- Opening Delimiter -

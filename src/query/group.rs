use std::{fmt, str::FromStr};

use crate::{
    catalog::NormalizedModel,
    series::{LEGACY_BUCKET, SeriesClassifier},
};

/// Label for models without a provider or mode.
pub const UNKNOWN_BUCKET: &str = "unknown";

/// Keyword buckets for type grouping, after the implicit `latest` bucket.
const TYPE_KEYWORDS: [&str; 4] = ["preview", "vision", "realtime", "audio"];

/// Catch-all type bucket for names matching no keyword.
const LATEST_BUCKET: &str = "latest";

/// Grouping strategy selected with `--group-by`.
#[derive(Debug, Clone, Copy, PartialEq, Eq)]
pub enum GroupBy {
    Type,
    Provider,
    Mode,
    Series,
}

impl GroupBy {
    pub fn as_str(&self) -> &'static str {
        match self {
            GroupBy::Type => "type",
            GroupBy::Provider => "provider",
            GroupBy::Mode => "mode",
            GroupBy::Series => "series",
        }
    }
}

impl fmt::Display for GroupBy {
    fn fmt(&self, f: &mut fmt::Formatter<'_>) -> fmt::Result {
        f.write_str(self.as_str())
    }
}

impl FromStr for GroupBy {
    type Err = InvalidGroupBy;

    fn from_str(s: &str) -> Result<Self, Self::Err> {
        match s.trim().to_lowercase().as_str() {
            "type" => Ok(GroupBy::Type),
            "provider" => Ok(GroupBy::Provider),
            "mode" => Ok(GroupBy::Mode),
            "series" => Ok(GroupBy::Series),
            _ => Err(InvalidGroupBy(s.to_string())),
        }
    }
}

#[derive(Debug, Clone, PartialEq, Eq, thiserror::Error)]
#[error("Invalid --group-by value. Must be one of: type, provider, mode, series")]
pub struct InvalidGroupBy(pub String);

/// A named bucket of models.
#[derive(Debug, Clone, PartialEq)]
pub struct Group<'a> {
    pub name: String,
    pub models: Vec<&'a NormalizedModel>,
}

/// Buckets in display order, plus models withheld from every bucket.
#[derive(Debug, Clone, Default)]
pub struct Grouping<'a> {
    pub groups: Vec<Group<'a>>,
    /// Legacy models hidden by series grouping.
    pub legacy_hidden: usize,
}

/// Partition models into buckets. Empty buckets are dropped.
///
/// With series grouping, legacy models are withheld and counted unless
/// `show_all` is set, in which case they form a trailing `legacy` bucket.
pub fn group_models<'a>(
    models: &[&'a NormalizedModel],
    group_by: GroupBy,
    classifier: &SeriesClassifier,
    show_all: bool,
) -> Grouping<'a> {
    let grouping = match group_by {
        GroupBy::Type => Grouping {
            groups: by_type(models),
            legacy_hidden: 0,
        },
        GroupBy::Provider => Grouping {
            groups: by_label(models, |m| m.provider.as_str()),
            legacy_hidden: 0,
        },
        GroupBy::Mode => Grouping {
            groups: by_label(models, |m| m.mode.as_str()),
            legacy_hidden: 0,
        },
        GroupBy::Series => by_series(models, classifier, show_all),
    };

    tracing::debug!(
        group_by = %group_by,
        groups = grouping.groups.len(),
        legacy_hidden = grouping.legacy_hidden,
        "Models grouped"
    );
    grouping
}

/// A model lands in every keyword bucket its key mentions, or in `latest`.
fn by_type<'a>(models: &[&'a NormalizedModel]) -> Vec<Group<'a>> {
    let mut latest = Group {
        name: LATEST_BUCKET.to_string(),
        models: Vec::new(),
    };
    let mut keyword_groups: Vec<Group<'a>> = TYPE_KEYWORDS
        .iter()
        .map(|k| Group {
            name: k.to_string(),
            models: Vec::new(),
        })
        .collect();

    for &model in models {
        let key = model.key.to_lowercase();
        let mut matched = false;
        for (keyword, group) in TYPE_KEYWORDS.iter().zip(keyword_groups.iter_mut()) {
            if key.contains(keyword) {
                group.models.push(model);
                matched = true;
            }
        }
        if !matched {
            latest.models.push(model);
        }
    }

    std::iter::once(latest)
        .chain(keyword_groups)
        .filter(|g| !g.models.is_empty())
        .collect()
}

/// Buckets in order of first appearance; blank labels become `unknown`.
fn by_label<'a>(
    models: &[&'a NormalizedModel],
    label: impl Fn(&NormalizedModel) -> &str,
) -> Vec<Group<'a>> {
    let mut groups: Vec<Group<'a>> = Vec::new();
    for &model in models {
        let name = match label(model).trim() {
            "" => UNKNOWN_BUCKET,
            name => name,
        };
        match groups.iter_mut().find(|g| g.name == name) {
            Some(group) => group.models.push(model),
            None => groups.push(Group {
                name: name.to_string(),
                models: vec![model],
            }),
        }
    }
    groups
}

fn by_series<'a>(
    models: &[&'a NormalizedModel],
    classifier: &SeriesClassifier,
    show_all: bool,
) -> Grouping<'a> {
    let mut groups: Vec<Group<'a>> = Vec::new();
    let mut legacy = Vec::new();

    for &model in models {
        if classifier.is_legacy(&model.key, &model.provider) {
            legacy.push(model);
            continue;
        }
        let name = classifier.classify(&model.key, &model.provider).as_str();
        match groups.iter_mut().find(|g| g.name == name) {
            Some(group) => group.models.push(model),
            None => groups.push(Group {
                name: name.to_string(),
                models: vec![model],
            }),
        }
    }

    groups.sort_by_key(|g| classifier.bucket_rank(&g.name));

    let legacy_hidden = if show_all {
        if !legacy.is_empty() {
            groups.push(Group {
                name: LEGACY_BUCKET.to_string(),
                models: legacy,
            });
        }
        0
    } else {
        legacy.len()
    };

    Grouping {
        groups,
        legacy_hidden,
    }
}

#[cfg(test)]
mod tests {
    use std::collections::HashSet;

    use rstest::rstest;

    use super::*;
    use crate::catalog::RawCatalogEntry;

    fn model(provider: &str, id: &str, mode: Option<&str>) -> NormalizedModel {
        let raw = RawCatalogEntry {
            mode: mode.map(str::to_string),
            ..Default::default()
        };
        NormalizedModel::from_raw(format!("{provider}/{id}"), id.into(), provider.into(), &raw)
    }

    fn names(grouping: &Grouping<'_>) -> Vec<String> {
        grouping.groups.iter().map(|g| g.name.clone()).collect()
    }

    fn classifier() -> SeriesClassifier {
        SeriesClassifier::builtin().unwrap()
    }

    #[rstest]
    #[case("type", GroupBy::Type)]
    #[case("Provider", GroupBy::Provider)]
    #[case(" mode ", GroupBy::Mode)]
    #[case("series", GroupBy::Series)]
    fn test_parse_group_by(#[case] raw: &str, #[case] expected: GroupBy) {
        assert_eq!(raw.parse::<GroupBy>().unwrap(), expected);
    }

    #[test]
    fn test_invalid_group_by_message() {
        let err = "family".parse::<GroupBy>().unwrap_err();
        assert_eq!(
            err.to_string(),
            "Invalid --group-by value. Must be one of: type, provider, mode, series"
        );
    }

    #[test]
    fn test_provider_and_mode_partition_without_loss() {
        let models = [
            model("openai", "gpt-4o", None),
            model("anthropic", "claude-opus-4", None),
            model("openai", "text-embedding-3-small", Some("embedding")),
            model("", "mystery", None),
        ];
        let refs: Vec<&NormalizedModel> = models.iter().collect();

        for group_by in [GroupBy::Provider, GroupBy::Mode] {
            let grouping = group_models(&refs, group_by, &classifier(), false);
            let all: Vec<&str> = grouping
                .groups
                .iter()
                .flat_map(|g| g.models.iter().map(|m| m.key.as_str()))
                .collect();
            let unique: HashSet<&str> = all.iter().copied().collect();
            assert_eq!(all.len(), refs.len());
            assert_eq!(unique.len(), refs.len());
        }

        let grouping = group_models(&refs, GroupBy::Provider, &classifier(), false);
        assert_eq!(names(&grouping), vec!["openai", "anthropic", "unknown"]);

        let grouping = group_models(&refs, GroupBy::Mode, &classifier(), false);
        assert_eq!(names(&grouping), vec!["chat", "embedding"]);
    }

    #[test]
    fn test_type_buckets() {
        let models = [
            model("openai", "gpt-4o", None),
            model("openai", "gpt-4o-realtime-preview", None),
            model("openai", "gpt-4o-audio-preview", None),
        ];
        let refs: Vec<&NormalizedModel> = models.iter().collect();

        let grouping = group_models(&refs, GroupBy::Type, &classifier(), false);
        assert_eq!(names(&grouping), vec!["latest", "preview", "realtime", "audio"]);
        assert_eq!(grouping.groups[1].models.len(), 2);
    }

    #[test]
    fn test_series_buckets_follow_declared_order() {
        let models = [
            model("openai", "o3", None),
            model("groq", "llama-3.1-8b", None),
            model("openai", "gpt-4o", None),
            model("openai", "omni-moderation-latest", None),
            model("openai", "gpt-5", None),
        ];
        let refs: Vec<&NormalizedModel> = models.iter().collect();

        let grouping = group_models(&refs, GroupBy::Series, &classifier(), false);
        assert_eq!(
            names(&grouping),
            vec!["gpt-5", "gpt-4o", "o-series", "other", "unknown"]
        );
    }

    #[test]
    fn test_series_legacy_hidden_or_trailing() {
        let models = [
            model("openai", "gpt-3.5-turbo", None),
            model("openai", "gpt-4o", None),
        ];
        let refs: Vec<&NormalizedModel> = models.iter().collect();

        let hidden = group_models(&refs, GroupBy::Series, &classifier(), false);
        assert_eq!(names(&hidden), vec!["gpt-4o"]);
        assert_eq!(hidden.legacy_hidden, 1);

        let shown = group_models(&refs, GroupBy::Series, &classifier(), true);
        assert_eq!(names(&shown), vec!["gpt-4o", "legacy"]);
        assert_eq!(shown.legacy_hidden, 0);
    }
}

- Closing Delimiter -

*Task directions*.
Nothing but a number is wanted here: how many lines of the material contain the string "push".

*Result of the exercise*.
8